«Nunca
pensei escrever estas palavras, mas a verdade é que os
acontecimentos dos últimos dias me forçaram a ceder à evidência.
Presumo que, tal como milhares de portugueses, neguei até onde me
foi possível. Ao longo dos últimos meses fui disfarçando o
incómodo, fui fingindo que não via, fui ignorando a verborreia…
Só não assobiei para o lado porque nunca aprendi a fazê-lo.
Acontece que agora, depois do telefonema do Presidente da República
ao meu colega Luís, não posso continuar a fugir à mais clara das
verdades: a principal figura do Estado português sofre da síndrome
do maior bolo-rei do mundo.
Numa
escala numérica de provincianismo, telefonar ao enfermeiro português
que cuidou de Boris Johnson é, pelo menos, um sólido e brilhante
nove. A sério, qual é a diferença entre este telefonema do
Presidente e o português que infla o peito para dizer que “eles
até podem ter um ordenado mínimo três vezes superior ao nosso, mas
nós é que organizámos a feijoada na ponte”? Pois… Muita
vergonha alheia, não é?
E
sabem o que é ainda mais ridículo nisto tudo? É que aposto a minha
mão direita em como o meu colega dispensava bem este telefonema.

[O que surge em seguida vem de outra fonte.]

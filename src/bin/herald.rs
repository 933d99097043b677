use clap::{Parser, Subcommand};
use herald::{
    builtin,
    dispatch::Dispatcher,
    platform::{ConsoleMessenger, InboundEvent, Messenger, RestPublisher},
    BotConfig, BotContext, Error, InternalResult, RegistrationSynchronizer, SyncOutcome,
    UnitLoader,
};
use serde_json::json;
use std::{path::PathBuf, sync::Arc};
use tokio::io::{AsyncBufReadExt, BufReader};
use tracing::{debug, error, info, warn};
use tracing_subscriber::EnvFilter;

#[derive(Parser)]
#[command(author, version, about, long_about = None)]
struct Cli {
    /// Path to config file
    #[arg(short, long, env = "HERALD_CONFIG", default_value = "config.json")]
    config: PathBuf,

    /// Enable debug logging
    #[arg(short, long)]
    verbose: bool,

    #[command(subcommand)]
    command: Command,
}

#[derive(Subcommand)]
enum Command {
    /// Load all units and report what was found
    Check,
    /// Load all units and register slash commands if they changed
    Sync,
    /// Load, register, then dispatch JSON-lines events read from stdin
    Run,
}

async fn bootstrap(cli: &Cli) -> InternalResult<Arc<BotContext>> {
    let mut config = BotConfig::load(&cli.config)?;
    config.apply_env();
    info!("config loaded.");
    debug!("config: {:?}", config);

    let context = Arc::new(BotContext::new(config, builtin::catalog()));
    context.restore_cache().await;

    let report = UnitLoader::new(context.clone()).load_all().await?;
    info!(
        "{} units ready ({} loaded, {} cached, {} skipped, {} failed)",
        report.units(),
        report.loaded,
        report.cached,
        report.skipped,
        report.failed
    );
    Ok(context)
}

async fn register(context: &Arc<BotContext>) -> InternalResult<SyncOutcome> {
    let publisher = RestPublisher::from_config(context.config())?;
    let synchronizer = RegistrationSynchronizer::new(context.clone(), Arc::new(publisher)).await;
    Ok(synchronizer.sync().await)
}

async fn serve(context: Arc<BotContext>) -> InternalResult<()> {
    let messenger: Arc<dyn Messenger> = Arc::new(ConsoleMessenger::new());
    let dispatcher = Dispatcher::new(context.clone(), messenger);

    let user = context.config().client_id.clone().unwrap_or_default();
    context.emit("ready", &json!({ "user": user })).await;

    let mut lines = BufReader::new(tokio::io::stdin()).lines();
    let shutdown = tokio::signal::ctrl_c();
    tokio::pin!(shutdown);

    loop {
        tokio::select! {
            line = lines.next_line() => {
                let line = match line {
                    Ok(Some(line)) => line,
                    Ok(None) => {
                        info!("Input closed, shutting down...");
                        break;
                    }
                    Err(e) => {
                        error!("Failed to read input: {}", e);
                        break;
                    }
                };
                if line.trim().is_empty() {
                    continue;
                }
                match serde_json::from_str::<InboundEvent>(&line) {
                    Ok(event) => {
                        let dispatcher = dispatcher.clone();
                        tokio::spawn(async move {
                            let outcome = dispatcher.dispatch(event).await;
                            debug!("dispatch outcome: {:?}", outcome);
                        });
                    }
                    Err(e) => warn!("Ignoring malformed event: {}", e),
                }
            }
            result = &mut shutdown => {
                result.map_err(|e| Error::internal(format!("Failed to wait for Ctrl+C: {}", e)))?;
                info!("Shutdown signal received, performing clean shutdown...");
                break;
            }
        }
    }

    context.shutdown();
    Ok(())
}

async fn run(cli: &Cli) -> InternalResult<()> {
    let context = bootstrap(cli).await?;

    match cli.command {
        Command::Check => {
            let registry = context.registry().await;
            for unit in registry.structured_units() {
                println!("slash    {}", unit.name());
            }
            println!(
                "{} slash commands, {} message commands",
                registry.structured_len(),
                registry.prefixed_len()
            );
        }
        Command::Sync => {
            if let SyncOutcome::Failed { reason } = register(&context).await? {
                return Err(Error::internal(reason));
            }
        }
        Command::Run => {
            match register(&context).await {
                Ok(outcome) => debug!("registration: {:?}", outcome),
                Err(e) => warn!("Skipping slash command registration: {}", e),
            }
            serve(context).await?;
        }
    }
    Ok(())
}

#[tokio::main]
async fn main() {
    dotenv::dotenv().ok();
    let cli = Cli::parse();

    let default_level = if cli.verbose { "debug" } else { "info" };
    let filter =
        EnvFilter::try_from_default_env().unwrap_or_else(|_| EnvFilter::new(default_level));
    // stdout carries the JSON-lines replies
    tracing_subscriber::fmt()
        .with_env_filter(filter)
        .with_writer(std::io::stderr)
        .init();

    if let Err(e) = run(&cli).await {
        eprintln!("Error: {}", e);
        std::process::exit(1);
    }
}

Porque o que o Presidente da República parece não compreender é
que o Luís se limitou a fazer o mesmo que milhares de enfermeiros,
médicos, assistentes operacionais e técnicos de diagnóstico e
terapêutica fazem todos os dias: cuidar, com profissionalismo e
competência, de todos aqueles que necessitam. O Luís cuidou de
Boris Johnson como teria cuidado de um idoso abandonado num lar, de
uma prostituta encontrada na rua ou de um indigente. Porque para o
Luís, e para todos os Luíses que se dedicam a cuidar dos outros,
todas as vidas valem o mesmo. Não há doentes de primeira ou doentes
de segunda.
O Luís
passou o turno à cabeceira de Boris Johnson não porque era o
primeiro-ministro inglês deitado numa cama, mas porque o Luís é,
tal como eu e milhares de outros colegas, enfermeiro numa unidade de
cuidados intensivos. E isso é o que nós fazemos. Estamos ao lado
dos doentes, numa monitorização apertada, 24 horas por dia. Desde
sempre. Desde muito antes da pandemia. E à cabeceira dos doentes
continuaremos quando tudo isto acabar. Era importante que algum dos
assessores de Belém informasse o nosso Presidente deste facto. Se
calhar, assim, evitavam-se estas demonstrações de provincianismo
bacoco.
E,
telefonemas à parte, o Luís continua longe de casa, emigrado. É
mais um dos 18 mil enfermeiros que deixaram Portugal nos últimos
anos. É mais um dos que decidiu virar as costas às propostas
milionárias dos 6,42 euros por hora que, no final do mês, depois de
140 horas de trabalho, rendem um brilhante salário de 899 euros.
Talvez fosse com isto que o nosso Presidente da República se devesse
mostrar preocupado, talvez esta fosse a melhor forma de elogiar o
trabalho do Luís. Aposto que ele ficava bem mais agradecido do que
com o telefonema que só mostra que, às vezes, somos mesmo um povo
pequenino. Mesmo que tenhamos conseguido fazer o maior bolo-rei do
mundo. Têm dúvidas? É consultar o Guinness.»